* [RECORD EXCERPTS]:
■ ■ ■ ■ ■ ■ ■
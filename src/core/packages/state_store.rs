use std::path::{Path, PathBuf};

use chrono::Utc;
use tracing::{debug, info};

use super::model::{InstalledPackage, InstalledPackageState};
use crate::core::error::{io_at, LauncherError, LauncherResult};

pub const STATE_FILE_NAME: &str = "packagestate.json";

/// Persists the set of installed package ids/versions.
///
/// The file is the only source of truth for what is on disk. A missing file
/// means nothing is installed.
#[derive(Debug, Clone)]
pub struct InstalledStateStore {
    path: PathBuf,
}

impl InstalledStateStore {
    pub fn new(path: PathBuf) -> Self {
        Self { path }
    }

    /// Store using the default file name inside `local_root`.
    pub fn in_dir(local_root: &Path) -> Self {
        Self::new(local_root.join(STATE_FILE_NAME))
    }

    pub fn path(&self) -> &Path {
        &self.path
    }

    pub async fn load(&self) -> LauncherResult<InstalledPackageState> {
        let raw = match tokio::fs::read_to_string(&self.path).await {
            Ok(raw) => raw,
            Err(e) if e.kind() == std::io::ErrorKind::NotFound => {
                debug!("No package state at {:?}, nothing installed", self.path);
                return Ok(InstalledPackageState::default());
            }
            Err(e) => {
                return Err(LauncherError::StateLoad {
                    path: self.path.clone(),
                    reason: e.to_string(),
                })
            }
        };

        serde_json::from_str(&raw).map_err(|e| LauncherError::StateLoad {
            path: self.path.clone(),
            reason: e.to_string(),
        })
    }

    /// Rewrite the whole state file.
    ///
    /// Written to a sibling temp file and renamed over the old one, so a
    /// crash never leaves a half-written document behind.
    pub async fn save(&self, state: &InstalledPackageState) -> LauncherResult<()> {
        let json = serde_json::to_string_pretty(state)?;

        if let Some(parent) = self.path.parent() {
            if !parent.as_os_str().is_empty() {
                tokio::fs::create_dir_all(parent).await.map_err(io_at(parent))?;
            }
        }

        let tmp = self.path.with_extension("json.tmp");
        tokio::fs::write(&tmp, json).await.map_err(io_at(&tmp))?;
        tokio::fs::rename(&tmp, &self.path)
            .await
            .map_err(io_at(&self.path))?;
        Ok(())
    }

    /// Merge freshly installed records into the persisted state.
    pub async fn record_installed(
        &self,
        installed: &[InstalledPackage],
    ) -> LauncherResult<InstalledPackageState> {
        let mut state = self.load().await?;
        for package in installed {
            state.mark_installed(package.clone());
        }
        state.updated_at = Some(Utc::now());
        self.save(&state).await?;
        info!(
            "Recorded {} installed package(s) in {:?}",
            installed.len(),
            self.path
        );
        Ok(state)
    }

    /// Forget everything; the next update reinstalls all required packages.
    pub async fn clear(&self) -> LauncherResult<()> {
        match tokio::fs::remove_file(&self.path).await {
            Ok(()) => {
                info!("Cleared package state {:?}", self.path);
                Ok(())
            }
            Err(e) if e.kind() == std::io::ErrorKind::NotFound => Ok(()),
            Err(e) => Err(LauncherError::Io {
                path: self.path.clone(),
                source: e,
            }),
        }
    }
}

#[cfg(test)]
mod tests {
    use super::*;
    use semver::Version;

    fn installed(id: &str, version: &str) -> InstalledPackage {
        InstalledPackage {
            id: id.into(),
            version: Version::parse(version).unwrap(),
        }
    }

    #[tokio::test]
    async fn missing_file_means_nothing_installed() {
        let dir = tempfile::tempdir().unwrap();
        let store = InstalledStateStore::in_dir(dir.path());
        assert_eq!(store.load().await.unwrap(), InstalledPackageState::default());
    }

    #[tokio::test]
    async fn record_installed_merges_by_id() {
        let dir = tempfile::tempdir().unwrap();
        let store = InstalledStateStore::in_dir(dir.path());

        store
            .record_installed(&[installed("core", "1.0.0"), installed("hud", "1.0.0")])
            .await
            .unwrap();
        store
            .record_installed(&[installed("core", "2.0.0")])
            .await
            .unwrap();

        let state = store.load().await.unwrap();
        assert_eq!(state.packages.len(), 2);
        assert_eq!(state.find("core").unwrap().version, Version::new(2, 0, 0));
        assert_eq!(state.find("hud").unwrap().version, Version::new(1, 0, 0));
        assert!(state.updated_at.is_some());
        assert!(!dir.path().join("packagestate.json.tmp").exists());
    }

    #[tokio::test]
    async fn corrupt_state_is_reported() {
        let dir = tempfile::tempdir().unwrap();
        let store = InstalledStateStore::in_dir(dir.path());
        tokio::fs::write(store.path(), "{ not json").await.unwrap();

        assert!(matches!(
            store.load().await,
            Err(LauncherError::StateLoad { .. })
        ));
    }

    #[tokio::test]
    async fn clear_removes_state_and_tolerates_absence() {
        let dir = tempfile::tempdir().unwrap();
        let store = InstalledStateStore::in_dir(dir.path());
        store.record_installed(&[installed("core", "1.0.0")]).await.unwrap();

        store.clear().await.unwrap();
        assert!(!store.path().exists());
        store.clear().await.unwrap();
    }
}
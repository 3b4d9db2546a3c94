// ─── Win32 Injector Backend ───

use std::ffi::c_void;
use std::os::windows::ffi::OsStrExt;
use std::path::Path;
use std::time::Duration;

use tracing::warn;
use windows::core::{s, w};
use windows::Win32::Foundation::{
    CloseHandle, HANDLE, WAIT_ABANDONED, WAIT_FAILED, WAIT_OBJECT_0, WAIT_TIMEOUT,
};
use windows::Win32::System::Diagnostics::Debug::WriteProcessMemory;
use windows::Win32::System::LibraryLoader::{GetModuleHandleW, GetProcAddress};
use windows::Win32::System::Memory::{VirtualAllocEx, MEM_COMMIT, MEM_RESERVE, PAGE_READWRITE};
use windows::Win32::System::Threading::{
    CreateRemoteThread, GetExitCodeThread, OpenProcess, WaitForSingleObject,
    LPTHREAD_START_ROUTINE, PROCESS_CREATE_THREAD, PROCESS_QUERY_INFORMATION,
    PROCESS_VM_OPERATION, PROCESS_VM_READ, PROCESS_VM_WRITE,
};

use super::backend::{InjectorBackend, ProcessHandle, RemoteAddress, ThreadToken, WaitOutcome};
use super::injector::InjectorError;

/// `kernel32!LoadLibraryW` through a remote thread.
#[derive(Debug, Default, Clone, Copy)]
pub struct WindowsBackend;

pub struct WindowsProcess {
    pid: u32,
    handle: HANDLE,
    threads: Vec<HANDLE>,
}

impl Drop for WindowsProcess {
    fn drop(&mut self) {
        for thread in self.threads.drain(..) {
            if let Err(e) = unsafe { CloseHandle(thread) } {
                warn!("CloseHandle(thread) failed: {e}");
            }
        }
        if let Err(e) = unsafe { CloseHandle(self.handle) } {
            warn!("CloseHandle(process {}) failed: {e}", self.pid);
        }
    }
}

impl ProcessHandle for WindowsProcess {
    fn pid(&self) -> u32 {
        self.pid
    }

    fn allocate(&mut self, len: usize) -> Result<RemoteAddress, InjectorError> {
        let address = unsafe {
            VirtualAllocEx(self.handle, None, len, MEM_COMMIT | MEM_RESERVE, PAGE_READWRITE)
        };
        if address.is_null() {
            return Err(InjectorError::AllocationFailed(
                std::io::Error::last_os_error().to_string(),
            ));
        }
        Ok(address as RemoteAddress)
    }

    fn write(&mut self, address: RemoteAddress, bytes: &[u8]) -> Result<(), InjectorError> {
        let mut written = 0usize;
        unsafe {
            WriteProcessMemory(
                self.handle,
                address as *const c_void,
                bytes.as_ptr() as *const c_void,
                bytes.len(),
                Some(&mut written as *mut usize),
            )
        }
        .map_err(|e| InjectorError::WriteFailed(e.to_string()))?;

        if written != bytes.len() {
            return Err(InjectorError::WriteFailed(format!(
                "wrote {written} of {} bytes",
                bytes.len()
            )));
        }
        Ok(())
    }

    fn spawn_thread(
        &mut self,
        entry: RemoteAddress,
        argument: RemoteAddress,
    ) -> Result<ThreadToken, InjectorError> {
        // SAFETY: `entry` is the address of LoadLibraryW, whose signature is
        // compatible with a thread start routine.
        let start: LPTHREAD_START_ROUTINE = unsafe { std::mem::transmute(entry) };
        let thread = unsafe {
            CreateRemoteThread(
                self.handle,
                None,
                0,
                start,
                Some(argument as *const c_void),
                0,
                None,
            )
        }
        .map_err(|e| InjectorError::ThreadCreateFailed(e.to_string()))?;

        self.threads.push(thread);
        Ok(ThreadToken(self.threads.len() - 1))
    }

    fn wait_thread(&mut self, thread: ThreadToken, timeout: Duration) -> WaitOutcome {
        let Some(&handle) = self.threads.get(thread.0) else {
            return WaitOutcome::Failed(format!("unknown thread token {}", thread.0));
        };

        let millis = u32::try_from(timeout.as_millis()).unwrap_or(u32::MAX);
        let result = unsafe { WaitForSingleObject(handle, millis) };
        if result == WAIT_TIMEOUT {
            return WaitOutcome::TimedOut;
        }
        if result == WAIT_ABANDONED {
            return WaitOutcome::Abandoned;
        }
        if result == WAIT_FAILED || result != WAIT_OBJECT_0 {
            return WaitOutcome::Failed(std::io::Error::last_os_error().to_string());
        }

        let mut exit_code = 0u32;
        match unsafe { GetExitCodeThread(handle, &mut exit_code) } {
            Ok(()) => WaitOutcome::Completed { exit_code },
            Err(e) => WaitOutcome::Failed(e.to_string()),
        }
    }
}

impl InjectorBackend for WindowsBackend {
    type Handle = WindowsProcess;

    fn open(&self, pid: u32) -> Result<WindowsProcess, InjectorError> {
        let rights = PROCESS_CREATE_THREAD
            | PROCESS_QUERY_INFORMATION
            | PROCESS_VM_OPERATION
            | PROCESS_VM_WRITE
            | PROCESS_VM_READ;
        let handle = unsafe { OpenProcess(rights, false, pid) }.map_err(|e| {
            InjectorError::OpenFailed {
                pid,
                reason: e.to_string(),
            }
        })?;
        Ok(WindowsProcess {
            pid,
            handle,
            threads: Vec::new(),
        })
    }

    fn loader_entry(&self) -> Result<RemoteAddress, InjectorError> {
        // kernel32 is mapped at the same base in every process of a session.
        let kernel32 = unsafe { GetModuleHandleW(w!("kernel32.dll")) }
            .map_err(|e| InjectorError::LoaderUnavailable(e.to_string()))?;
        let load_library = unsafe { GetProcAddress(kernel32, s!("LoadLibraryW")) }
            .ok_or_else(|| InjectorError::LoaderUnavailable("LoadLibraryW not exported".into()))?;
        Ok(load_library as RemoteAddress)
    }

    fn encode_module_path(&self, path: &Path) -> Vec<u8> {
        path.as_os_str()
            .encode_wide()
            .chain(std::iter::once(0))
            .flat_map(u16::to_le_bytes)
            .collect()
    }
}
■ ■ ■ ■ ■ ■ ■
* [TASK PROMPT]: Within the records, how many lines include "WriteProcessMemory"? The answer is the number and nothing else.

* [SOLUTION TO THIS PROBLEM]: 2